Aktivitas Manufaktur Meningkat Seiring Pelonggaran Pembatasan Sosial
Indikator aktivitas manufaktur, yakni Purchasing Managers Index, berada di level 52,2 pada September 2021. Angka itu berada di atas ambang batas 50 yang menunjukkan bahwa aktivitas manufaktur berada di zona ekspansi.
Oleh
Dimas Waraditya Nugraha
·3 menit baca
JAKARTA, KOMPAS — Indeks Manajer Pembelian atau Purchasing Managers’ Index/PMI Indonesia berada di level 52,2 pada September 2021. Angka itu dinilai menunjukkan bahwa sektor manufaktur Tanah Air berada di jalur pemulihan. Kenaikan indeks aktivitas manufaktur itu terjadi sejak pemerintah melonggarkan pembatasan sosial seiring melandainya kasus Covid-19.
Badan Kebijakan Fiskal (BKF) Kementerian Keuangan mencatat indikator aktivitas manufaktur (PMI) September 2021, yakni di level 52,2 atau di atas ambang batas 50, menunjukkan ekspektasi aktivitas produksi manufaktur berada di zona ekspansi.
Kepala BKF Kementerian Keuangan Febrio Kacaribu menilai perbaikan kinerja manufaktur menunjukkan aktivitas ekonomi sudah pulih. ”Aktivitas ekonomi pulih cukup cepat seiring kemajuan penanganan pandemi Covid-19,” ujar Febrio, Jumat (1/10/2021).
Aktivitas ekonomi pulih cukup cepat seiring kemajuan penanganan pandemi Covid-19.
Sebelumnya, pada Juli hingga Agustus 2021, PMI Indonesia masih berada di level kontraksi, yakni masing-masing 40,1 dan 43,7. Menurut Febrio, perbaikan aktivitas di sisi produksi terjadi sangat cepat pada September sejalan dengan kemajuan pengendalian pandemi Covid-19.
”Tambahan kasus harian Covid-19 sudah menurun sangat signifikan dalam dua bulan terakhir, per 30 September 2021 sudah sangat rendah, yakni 1.690 kasus per hari,” kata Febrio.
Pengendalian pandemi di Indonesia ditopang oleh implementasi vaksinasi yang mencapai 142,19 juta. Capaian ini dia nilai cukup efektif meningkatkan kepercayaan masyarakat dalam beraktivitas sejalan langkah pemerintah dalam menurunkan level PPKM Jawa-Bali.

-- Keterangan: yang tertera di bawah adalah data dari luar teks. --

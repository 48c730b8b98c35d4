use std::collections::HashMap;

use crate::bytecode::Op;
use crate::bytecode::assembly::Assembly;

/// Print disassembly of an assembly
pub fn print_assembly(asm: &Assembly) {
    print!("{}", format_assembly(asm));
}

/// Disassembly of every region, global code first.
pub fn format_assembly(asm: &Assembly) -> String {
    let mut out = String::from("=== BYTECODE ===\n\n");
    let jump_targets = collect_jump_targets(&asm.code);

    format_region(&mut out, asm, "<global>", 0, asm.global_end as usize, &jump_targets);

    for f in &asm.functions {
        let header = format!(
            "{} {}({})  frame={} args={} ret={}",
            f.ret,
            f.name,
            f.params.join(", "),
            f.frame_size,
            f.arg_size,
            f.ret_size
        );
        format_region(&mut out, asm, &header, f.entry as usize, f.end as usize, &jump_targets);
    }

    if !asm.globals.is_empty() {
        out.push_str("globals:\n");
        for g in &asm.globals {
            let ext = if g.is_extern { "extern " } else { "" };
            out.push_str(&format!("  {:04}  {}{} {}\n", g.offset, ext, g.type_name, g.name));
        }
    }
    out
}

fn format_region(
    out: &mut String,
    asm: &Assembly,
    name: &str,
    start: usize,
    end: usize,
    jump_targets: &[usize],
) {
    out.push_str("════════════════════════════════════════\n");
    out.push_str(&format!(" {}\n", name));
    out.push_str(&format!(" {} instructions\n", end.saturating_sub(start)));
    out.push_str("════════════════════════════════════════\n");

    for ip in start..end.min(asm.code.len()) {
        if jump_targets.contains(&ip) {
            out.push_str("      ┌──────────────────────────────────\n");
        }
        out.push_str(&format!("{:04} ", ip));
        if jump_targets.contains(&ip) {
            out.push_str("► ");
        } else {
            out.push_str("  ");
        }
        out.push_str(&format_op(&asm.code[ip], ip, asm));
        out.push('\n');
    }
    out.push('\n');
}

fn collect_jump_targets(ops: &[Op]) -> Vec<usize> {
    let mut targets = Vec::new();

    for (ip, op) in ops.iter().enumerate() {
        let offset = match op {
            Op::Jump(offset) | Op::JumpIfFalse(offset) => Some(*offset),
            _ => None,
        };

        if let Some(offset) = offset {
            let target = (ip as i32 + offset) as usize;
            if !targets.contains(&target) {
                targets.push(target);
            }
        }
    }

    targets
}

fn format_jump(name: &str, offset: i32, ip: usize) -> String {
    let target = (ip as i32 + offset) as usize;
    let direction = if offset < 0 { "↑" } else { "↓" };
    format!("{:<12}{:+} {} (→ {:04})", name, offset, direction, target)
}

fn format_op(op: &Op, ip: usize, asm: &Assembly) -> String {
    let name = op_name(op);
    match op {
        Op::PushInt(n) => format!("{:<12}{}", name, n),
        Op::PushFloat(f) => format!("{:<12}{:?}", name, f),
        Op::PushStr(i) => match asm.strings.get(*i as usize) {
            Some(s) => format!("{:<12}{} ; {:?}", name, i, s),
            None => format!("{:<12}{} ; <bad string>", name, i),
        },
        Op::PushZero(n)
        | Op::Pop(n)
        | Op::LocalAddr(n)
        | Op::GlobalAddr(n)
        | Op::AddrOffset(n)
        | Op::Load(n)
        | Op::Store(n)
        | Op::Splat(n)
        | Op::Ret(n) => format!("{:<12}{}", name, n),
        Op::VAdd(n) | Op::VSub(n) | Op::VMul(n) | Op::VDiv(n) | Op::VNeg(n) => {
            format!("{:<12}{}", name, n)
        }
        Op::IndexAddr { stride, count } => format!("{:<12}stride={} count={}", name, stride, count),
        Op::StoreLanes(lanes) => format!("{:<12}{}", name, lane_names(lanes)),
        Op::Swizzle { width, lanes } => format!("{:<12}{} of {}", name, lane_names(lanes), width),
        Op::Extract { total, offset, len } => {
            format!("{:<12}[{}..{}] of {}", name, offset, offset + len, total)
        }
        Op::Jump(offset) | Op::JumpIfFalse(offset) => format_jump(name, *offset, ip),
        Op::Call(f) => match asm.functions.get(*f as usize) {
            Some(entry) => format!("{:<12}{} ; {}({})", name, f, entry.name, entry.params.join(", ")),
            None => format!("{:<12}{} ; <bad function>", name, f),
        },
        Op::CallNative(n) => match asm.natives.get(*n as usize) {
            Some(native) => format!(
                "{:<12}{} ; {}({})",
                name,
                n,
                native.name,
                native.params.join(", ")
            ),
            None => format!("{:<12}{} ; <bad native>", name, n),
        },
        Op::ReadProp {
            accessor,
            property,
            words,
        }
        | Op::WriteProp {
            accessor,
            property,
            words,
        } => {
            let target = asm.accessors.get(*accessor as usize).and_then(|a| {
                a.properties
                    .get(*property as usize)
                    .map(|p| format!("{}.{}", a.class_name, p.name))
            });
            format!(
                "{:<12}{} ; {} words",
                name,
                target.unwrap_or_else(|| "<bad property>".to_string()),
                words
            )
        }
        _ => name.to_string(),
    }
}

fn lane_names(lanes: &[u8]) -> String {
    lanes
        .iter()
        .map(|l| match l {
            0 => 'x',
            1 => 'y',
            2 => 'z',
            3 => 'w',
            _ => '?',
        })
        .collect()
}

// =============================================================================
// Statistics
// =============================================================================

/// Ten most frequent ops, most frequent first.
pub fn op_frequency(asm: &Assembly) -> Vec<(&'static str, usize)> {
    let mut counts: HashMap<&'static str, usize> = HashMap::new();
    for op in &asm.code {
        *counts.entry(op_name(op)).or_insert(0) += 1;
    }
    let mut counts: Vec<(&'static str, usize)> = counts.into_iter().collect();
    counts.sort_by(|a, b| b.1.cmp(&a.1).then(a.0.cmp(b.0)));
    counts.truncate(10);
    counts
}

fn op_name(op: &Op) -> &'static str {
    match op {
        Op::PushInt(_) => "PUSH_INT",
        Op::PushFloat(_) => "PUSH_FLOAT",
        Op::PushStr(_) => "PUSH_STR",
        Op::PushZero(_) => "PUSH_ZERO",
        Op::Pop(_) => "POP",
        Op::LocalAddr(_) => "LOCAL_ADDR",
        Op::GlobalAddr(_) => "GLOBAL_ADDR",
        Op::AddrOffset(_) => "ADDR_OFFSET",
        Op::IndexAddr { .. } => "INDEX_ADDR",
        Op::Load(_) => "LOAD",
        Op::Store(_) => "STORE",
        Op::StoreLanes(_) => "STORE_LANES",
        Op::IAdd => "IADD",
        Op::ISub => "ISUB",
        Op::IMul => "IMUL",
        Op::IDiv => "IDIV",
        Op::IMod => "IMOD",
        Op::INeg => "INEG",
        Op::IEq => "IEQ",
        Op::INe => "INE",
        Op::ILt => "ILT",
        Op::IGt => "IGT",
        Op::ILe => "ILE",
        Op::IGe => "IGE",
        Op::FAdd => "FADD",
        Op::FSub => "FSUB",
        Op::FMul => "FMUL",
        Op::FDiv => "FDIV",
        Op::FNeg => "FNEG",
        Op::FEq => "FEQ",
        Op::FNe => "FNE",
        Op::FLt => "FLT",
        Op::FGt => "FGT",
        Op::FLe => "FLE",
        Op::FGe => "FGE",
        Op::VAdd(_) => "VADD",
        Op::VSub(_) => "VSUB",
        Op::VMul(_) => "VMUL",
        Op::VDiv(_) => "VDIV",
        Op::VNeg(_) => "VNEG",
        Op::And => "AND",
        Op::Or => "OR",
        Op::Not => "NOT",
        Op::IToF => "ITOF",
        Op::FToI => "FTOI",
        Op::Splat(_) => "SPLAT",
        Op::Swizzle { .. } => "SWIZZLE",
        Op::Extract { .. } => "EXTRACT",
        Op::Jump(_) => "JUMP",
        Op::JumpIfFalse(_) => "JUMP_FALSE",
        Op::Call(_) => "CALL",
        Op::CallNative(_) => "CALL_NATIVE",
        Op::Ret(_) => "RET",
        Op::Exit => "EXIT",
        Op::ReadProp { .. } => "READ_PROP",
        Op::WriteProp { .. } => "WRITE_PROP",
    }
}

Peningkatan kinerja manufaktur, lanjut Febrio, menjadi angin segar bagi prospek perekonomian Indonesia di triwulan III-2021, yang sempat terhambat oleh peningkatan kasus harian Covid-19. Indikator ini juga menunjukkan peningkatan permintaan yang mencerminkan peningkatan konsumsi rumah tangga. Ke depan, ia berharap kondisi perekonomian membaik.
Febrio menambahkan, perbaikan indikator PMI juga mendukung indikator ekspor, khususnya barang nonmigas yang terus mencatatkan pertumbuhan dua digit. Pada bulan Agustus, ekspor nonmigas Indonesia tumbuh 63,4 persen secara tahunan.
”Ruang pertumbuhan untuk ekspor produk-produk unggulan nasional masih sangat besar. Hal ini tecermin dari indikator subkomponen PMI, permintaan ekspor baru yang masih belum optimal karena belum meratanya pemulihan ekonomi dunia dan adanya hambatan pengiriman,” ujar Febrio.
Di sisi lain, peningkatan laju pemulihan aktivitas konsumsi tecermin dari inflasi September yang tercatat 1,6 persen secara tahunan, meningkat tipis dari angka Agustus 1,59 persen secara tahunan.
Senada dengan Febrio, Ekonom Bank UOB Indonesia, Enrico Tanuwidjaja, berpendapat, faktor utama penopang kenaikan PMI manufaktur adalah karena pelonggaran mobilitas masyarakat yang sebelumnya tertekan pada Juli akibat kemunculan varian Delta.
Dengan adanya pelonggaran PPKM, lanjut Enrico, maka akan timbul ekspektasi masyarakat sudah akan mulai membelanjakan uang mereka. Peningkatan PMI Manufaktur terlihat dari tingginya keyakinan produsen dalam membeli bahan baku untuk diolah lalu kemudian dijual dan terserap di pasaran.
”Dengan adanya pelonggaran mobilitas dan keinginan masyarakat yang sudah kembali juga akan turut membuat produksi barang kembali meningkat untuk dikonsumsi sehingga diharapkan dapat menunjang pemulihan perekonomian Indonesia,” kata Enrico.